Though Fletcher's graduate cast are instantly recognizable - particularly for those who have lived through that transition from 'student' to 'real world' - they are not stereotypes or cliches. Each character is carefully and individually drawn. By doing this, Fletcher manages to pull of the difficult task of using multiple first person narrators. Alternate chapters are told from Jack's and Francis's perspective. I have read a number of books recently that employ this technique, and, in my opinion, Fletcher has mastered it. Unlike with some multiple-narrator novels, I did not find myself having to flick back to the beginning of the chapters to remind myself who was speaking. Jack and Francis have distinct voices, and I came to feel that I 'knew' each narrator well enough to tell the difference between their stories. And of course, the identification and empathy the reader feels for the central characters adds further layers to the horrific events that occur later in the novel.

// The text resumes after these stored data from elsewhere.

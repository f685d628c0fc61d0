mod logging;
mod run;

pub use logging::init_logging;
pub use run::{start_run, RunContext};

use thiserror::Error;

/// Registry-level errors for run artifacts.
#[derive(Debug, Error)]
pub enum RegistryError {
    #[error("io error: {0}")]
    Io(#[from] std::io::Error),
    #[error("json serialization error: {0}")]
    Json(#[from] serde_json::Error),
    #[error("logging error: {0}")]
    Logging(String),
}

/// Result type for registry operations.
pub type RegistryResult<T> = std::result::Result<T, RegistryError>;
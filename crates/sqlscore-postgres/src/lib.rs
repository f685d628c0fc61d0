//! PostgreSQL execution backend for execution-accuracy scoring.

pub mod blocking;
pub mod decode;
pub mod options;
pub mod runner;

use std::sync::Arc;

use tokio::runtime::Handle;

use sqlscore_core::{ExecutionError, ExecutionHandle};

pub use blocking::BlockingHandle;
pub use options::PostgresOptions;
pub use runner::{connect, map_sqlx_error, PostgresRunner, QueryRunner};

/// Connect and wrap the pool as a synchronous execution handle.
///
/// Blocks on `runtime` while connecting; call it outside async code.
pub fn open_handle(
    url: &str,
    options: PostgresOptions,
    runtime: Handle,
) -> Result<Arc<dyn ExecutionHandle>, ExecutionError> {
    let pool = runtime.block_on(connect(url, &options))?;
    tracing::info!(
        event = "database_connected",
        max_connections = options.max_connections,
        statement_timeout_ms = options.statement_timeout.as_millis() as u64,
    );
    Ok(Arc::new(BlockingHandle::new(
        PostgresRunner::new(pool, options),
        runtime,
    )))
}
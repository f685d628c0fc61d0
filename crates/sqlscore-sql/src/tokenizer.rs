use thiserror::Error;

use crate::keywords;

/// Lexical category of a SQL token.
#[derive(Debug, Clone, Copy, PartialEq, Eq)]
pub enum TokenKind {
    /// Unquoted identifier or keyword.
    Word,
    /// `"double quoted"` identifier, quotes included.
    QuotedIdent,
    /// `'single quoted'` string literal, quotes included.
    StringLit,
    Number,
    LParen,
    RParen,
    Comma,
    /// Operators and any other punctuation.
    Symbol,
}

/// One token plus whether whitespace or a comment preceded it.
#[derive(Debug, Clone, PartialEq, Eq)]
pub struct Token {
    pub kind: TokenKind,
    pub text: String,
    pub spaced: bool,
}

impl Token {
    /// True for an unquoted word equal (ignoring case) to `keyword`.
    pub fn is_word(&self, keyword: &str) -> bool {
        self.kind == TokenKind::Word && self.text.eq_ignore_ascii_case(keyword)
    }

    pub fn is_keyword(&self) -> bool {
        self.kind == TokenKind::Word && keywords::is_keyword(&self.text)
    }

    pub fn upper(&self) -> String {
        self.text.to_ascii_uppercase()
    }
}

#[derive(Debug, Clone, PartialEq, Eq, Error)]
pub enum TokenizeError {
    #[error("unterminated string literal starting at byte {0}")]
    UnterminatedString(usize),
    #[error("unterminated quoted identifier starting at byte {0}")]
    UnterminatedIdentifier(usize),
    #[error("unterminated block comment starting at byte {0}")]
    UnterminatedComment(usize),
}

const MULTI_CHAR_OPERATORS: [&str; 8] = ["<>", "<=", ">=", "!=", "||", "::", "->>", "->"];

/// Split `sql` into tokens, dropping comments and whitespace.
///
/// Unterminated quotes and block comments are errors; callers fall back to
/// regex handling in that case.
pub fn tokenize(sql: &str) -> Result<Vec<Token>, TokenizeError> {
    let bytes = sql.as_bytes();
    let mut tokens = Vec::new();
    let mut pos = 0;
    let mut spaced = false;

    while pos < bytes.len() {
        let byte = bytes[pos];

        if byte.is_ascii_whitespace() {
            spaced = true;
            pos += 1;
            continue;
        }
        if sql[pos..].starts_with("--") {
            pos = sql[pos..].find('\n').map_or(bytes.len(), |idx| pos + idx + 1);
            spaced = true;
            continue;
        }
        if sql[pos..].starts_with("/*") {
            let end = sql[pos + 2..]
                .find("*/")
                .ok_or(TokenizeError::UnterminatedComment(pos))?;
            pos += 2 + end + 2;
            spaced = true;
            continue;
        }

        let start = pos;
        let kind = match byte {
            b'\'' => {
                pos = quoted_end(bytes, pos, b'\'')
                    .ok_or(TokenizeError::UnterminatedString(start))?;
                TokenKind::StringLit
            }
            b'"' => {
                pos = quoted_end(bytes, pos, b'"')
                    .ok_or(TokenizeError::UnterminatedIdentifier(start))?;
                TokenKind::QuotedIdent
            }
            b'(' => {
                pos += 1;
                TokenKind::LParen
            }
            b')' => {
                pos += 1;
                TokenKind::RParen
            }
            b',' => {
                pos += 1;
                TokenKind::Comma
            }
            b if b.is_ascii_digit()
                || (b == b'.' && bytes.get(pos + 1).is_some_and(u8::is_ascii_digit)) =>
            {
                pos = number_end(bytes, pos);
                TokenKind::Number
            }
            b if b.is_ascii_alphabetic() || b == b'_' || !b.is_ascii() => {
                pos = word_end(sql, pos);
                TokenKind::Word
            }
            _ => {
                let operator = MULTI_CHAR_OPERATORS
                    .iter()
                    .find(|op| sql[pos..].starts_with(**op));
                pos += operator.map_or(1, |op| op.len());
                TokenKind::Symbol
            }
        };

        tokens.push(Token {
            kind,
            text: sql[start..pos].to_string(),
            spaced,
        });
        spaced = false;
    }

    Ok(tokens)
}

/// Position just past the closing quote; doubled quotes are escapes.
fn quoted_end(bytes: &[u8], start: usize, quote: u8) -> Option<usize> {
    let mut pos = start + 1;
    while pos < bytes.len() {
        if bytes[pos] == quote {
            if bytes.get(pos + 1) == Some(&quote) {
                pos += 2;
                continue;
            }
            return Some(pos + 1);
        }
        pos += 1;
    }
    None
}

fn number_end(bytes: &[u8], start: usize) -> usize {
    let mut pos = start;
    let mut seen_dot = false;
    while pos < bytes.len() {
        match bytes[pos] {
            b'0'..=b'9' => pos += 1,
            b'.' if !seen_dot => {
                seen_dot = true;
                pos += 1;
            }
            b'e' | b'E' => {
                let mut next = pos + 1;
                if matches!(bytes.get(next), Some(b'+') | Some(b'-')) {
                    next += 1;
                }
                if bytes.get(next).is_some_and(u8::is_ascii_digit) {
                    pos = next;
                    seen_dot = true;
                } else {
                    break;
                }
            }
            _ => break,
        }
    }
    pos
}

/// End of the word starting at `start`; always consumes at least one char.
fn word_end(sql: &str, start: usize) -> usize {
    let mut chars = sql[start..].char_indices();
    let first_len = chars.next().map_or(1, |(_, ch)| ch.len_utf8());
    chars
        .find(|(_, ch)| !(ch.is_alphanumeric() || *ch == '_' || *ch == '$'))
        .map_or(sql.len(), |(idx, _)| start + idx)
        .max(start + first_len)
}

/// Render tokens back to text, one space wherever the source had whitespace
/// or a comment. Keywords are upper-cased when `fold_keywords` is set.
pub fn render(tokens: &[Token], fold_keywords: bool) -> String {
    let mut out = String::new();
    for token in tokens {
        if token.spaced && !out.is_empty() {
            out.push(' ');
        }
        if fold_keywords && token.kind == TokenKind::Word && keywords::is_foldable(&token.text) {
            out.push_str(&token.upper());
        } else {
            out.push_str(&token.text);
        }
    }
    out
}

/// Split a token slice on tokens matching `is_separator` at parenthesis
/// depth zero. Empty pieces are dropped.
pub fn split_top_level<'a, F>(tokens: &'a [Token], mut is_separator: F) -> Vec<&'a [Token]>
where
    F: FnMut(&Token) -> bool,
{
    let mut pieces = Vec::new();
    let mut depth = 0_usize;
    let mut start = 0;
    for (idx, token) in tokens.iter().enumerate() {
        match token.kind {
            TokenKind::LParen => depth += 1,
            TokenKind::RParen => depth = depth.saturating_sub(1),
            _ if depth == 0 && is_separator(token) => {
                if start < idx {
                    pieces.push(&tokens[start..idx]);
                }
                start = idx + 1;
            }
            _ => {}
        }
    }
    if start < tokens.len() {
        pieces.push(&tokens[start..]);
    }
    pieces
}
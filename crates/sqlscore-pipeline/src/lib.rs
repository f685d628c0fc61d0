//! The evaluation pipeline: dataset and prediction loading, per-example
//! scoring on a bounded worker pool, aggregation and run artifacts, wired
//! together as a task graph.

pub mod aggregate;
pub mod dataset;
pub mod errors;
pub mod evaluate;
pub mod pipeline;
pub mod predictor;
pub mod record;
pub mod report;
pub mod settings;

pub use aggregate::{aggregate, Aggregate, DifficultyBreakdown, DifficultyMetric, MetricSummary, RunSummary};
pub use dataset::{load_dataset, parse_dataset, DatasetEntry};
pub use errors::{PipelineError, PipelineResult};
pub use evaluate::{evaluate_examples, evaluate_one, AgentStats, EvaluationOutcome, ExampleRecord, MetricRecord};
pub use pipeline::{EvaluationPipeline, PipelineInputs, PipelineRun, SharedHandle, SharedPredictor};
pub use predictor::{RecordedPredictions, SqlPredictor};
pub use record::{write_json, RunRecord, SavedOutputs, TaskLog, EVALUATION_FILE, REPORT_FILE, TASKS_FILE};
pub use report::render_report;
pub use settings::{EvalSettings, DATABASE_URL_ENV, DEFAULT_SETTINGS_FILE};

One exception to this - and one of the few criticisms I have of the book - is the characterization of Jennifer, Jack's girlfriend. Jack is instantly besotted with the woman he describes throughout as "Morgana le Fay"; Francis also becomes fixated on her. As Jack and Francis utterly idealize and near-venerate Jennifer - and it should be remembered that Morgana has long been associated with goddesses and 'the Goddess' - it is hard to move beyond the young men's awe and see the woman behind it. The novel's other female character, Erin, is somewhat more fleshed out, and this is partly achieved by the novel's beginning with a prologue spoken in her voice. I would, nevertheless, like to have seen and known more of Jennifer.

I am aware that I have almost come to the end of this review without mentioning werewolves at all. And this is no accident. In many respects, it is a shame that Fletcher's book has been consistently categorized, marketed and reviewed as a 'werewolf book'. There is so much more to the novel than lycanthropy; as I have suggested, the book is as much an unsettling tale of modern life for today's burgeoning graduate class as it is a werewolf gorefest. The scope of the horror in The Leaping is carried through the precision and skill with which Fletcher uses language. The hallucinatory quality to his writing makes even the most mundane incident seem dangerous and sinister, while also making the more fantastic elements utterly believable.

Fletcher's werewolves are original, frightening and thought-provoking - and, indeed, I shall be exploring them more in future articles - and, for that reason, I recommend the novel to anyone interested in the werewolf mythos or lycanthropy. However, I would also recommend this book to people who are not particularly interested in werewolves, or who may be turned off by the idea of a novel about lycanthropy. It is an accomplished and stylish contemporary horror novel, and well worth a read.